Looking for Thomas Clifton’s house

Thomas Clifton of Coleshill married Elizabeth Curson of Sutton Coldfield in 1646, and came to live with her in her house in Sutton High Street. He was in the cloth trade, being referred to as a Dyer and Shearman, and seems to have prospered; his will, made in 1684, bequeaths his property to his son. The will mentions a newly-built extension to the house, and that there is a room above the entry to the yard.

When the area surrounding the Three Tuns in High Street was redeveloped as offices in the 1980s, the old lane alongside the Three Tuns linking High Street to King Edwards Square, known as Clifton Street, was built over. A map of 1765 shows this lane leading to fields called Cliftons Hills, on the steep slope now occupied by Upper Clifton Road and the Town Hall grounds. This land corresponds to the description of property referred to in Clifton’s will, leading to the supposition that he was the Clifton for whom they were named and that Clifton Street was named after him. His house in High Street was presumably on the corner of Clifton Street.
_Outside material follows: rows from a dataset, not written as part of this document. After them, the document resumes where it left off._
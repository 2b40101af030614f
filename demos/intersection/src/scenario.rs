//! Scenario file format and the built-in comparison set.

use std::path::Path;

use anyhow::{Context, Result};
use serde::{Deserialize, Serialize};
use ts_sim::{RunConfig, TrialConfig};

/// A named trial configuration.
#[derive(Clone, Debug, Serialize, Deserialize)]
pub struct Scenario {
    pub name:  String,
    #[serde(flatten)]
    pub trial: TrialConfig,
}

/// Top-level JSON document.
#[derive(Clone, Debug, Serialize, Deserialize)]
pub struct ScenarioFile {
    #[serde(default)]
    pub run:                   RunConfig,
    /// Lane rows are written every this many ticks for trial 0 of each
    /// scenario when an output directory is given.  0 disables them.
    #[serde(default = "default_interval")]
    pub output_interval_ticks: u64,
    pub scenarios:             Vec<Scenario>,
}

fn default_interval() -> u64 {
    10
}

impl ScenarioFile {
    pub fn load(path: &Path) -> Result<Self> {
        let text = std::fs::read_to_string(path)
            .with_context(|| format!("reading scenario file {}", path.display()))?;
        serde_json::from_str(&text).with_context(|| format!("parsing {}", path.display()))
    }

    pub fn builtin() -> Result<Self> {
        serde_json::from_str(BUILTIN).context("parsing built-in scenarios")
    }
}

// Three lanes, 1,000 vehicles at 30/min, one departure every 2 ticks: the
// three switching policies side by side, plus a rush-hour day for the
// adaptive one.
const BUILTIN: &str = r#"{
  "run": { "trials": 20, "seed": 42 },
  "output_interval_ticks": 10,
  "scenarios": [
    {
      "name": "constant-30",
      "controller": { "exit_rate": 0.5 },
      "population": { "kind": "prepopulated", "lanes": 3, "num_vehicles": 1000, "arrival_rate_per_minute": 30.0 },
      "strategy": { "kind": "constant", "wait_time": 30 },
      "termination": { "kind": "drained" },
      "max_ticks": 1000000
    },
    {
      "name": "idle-30-5",
      "controller": { "exit_rate": 0.5 },
      "population": { "kind": "prepopulated", "lanes": 3, "num_vehicles": 1000, "arrival_rate_per_minute": 30.0 },
      "strategy": { "kind": "idle", "wait_time": 30, "idle_time": 5 },
      "termination": { "kind": "drained" },
      "max_ticks": 1000000
    },
    {
      "name": "snapshot-600-90",
      "controller": { "exit_rate": 0.5 },
      "population": { "kind": "prepopulated", "lanes": 3, "num_vehicles": 1000, "arrival_rate_per_minute": 30.0 },
      "strategy": { "kind": "snapshot", "rate_lookback": 600, "loop_duration": 90 },
      "termination": { "kind": "drained" },
      "max_ticks": 1000000
    },
    {
      "name": "snapshot-rush-hour",
      "controller": { "exit_rate": 0.5, "tick_duration_secs": 1 },
      "population": {
        "kind": "rate_driven",
        "lanes": [
          { "kind": "rush_hour", "base": 4.0, "peaks": [ { "hour": 8.0, "height": 12.0, "width": 1.0 } ] },
          { "kind": "rush_hour", "base": 4.0, "peaks": [ { "hour": 17.0, "height": 12.0, "width": 1.0 } ] },
          { "kind": "constant", "per_minute": 3.0 }
        ]
      },
      "strategy": { "kind": "snapshot", "rate_lookback": 900, "loop_duration": 120 },
      "frustration": { "kind": "exponential", "k": 0.2 },
      "termination": { "kind": "hours", "hours": 24.0 }
    }
  ]
}"#;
A house on the northern corner of Clifton Street was demolished for the redevelopment of the site, and amongst the rubble there were bricks dating from the late seventeenth century which could have been used in Thomas Clifton’s extension. But on the other corner of Clifton Street was the Three Tuns, and this seems a more likely location for Thomas Clifton’s house. According to Clifton’s will, his house was in two halves linked by a room spanning the entry, and the part next to Clifton Street was being extended at the time the will was made. If this was Thomas Clifton’s house, the conversion of the building into a hotel by adding an extra storey and a new frontage would have been done early in the eighteenth century.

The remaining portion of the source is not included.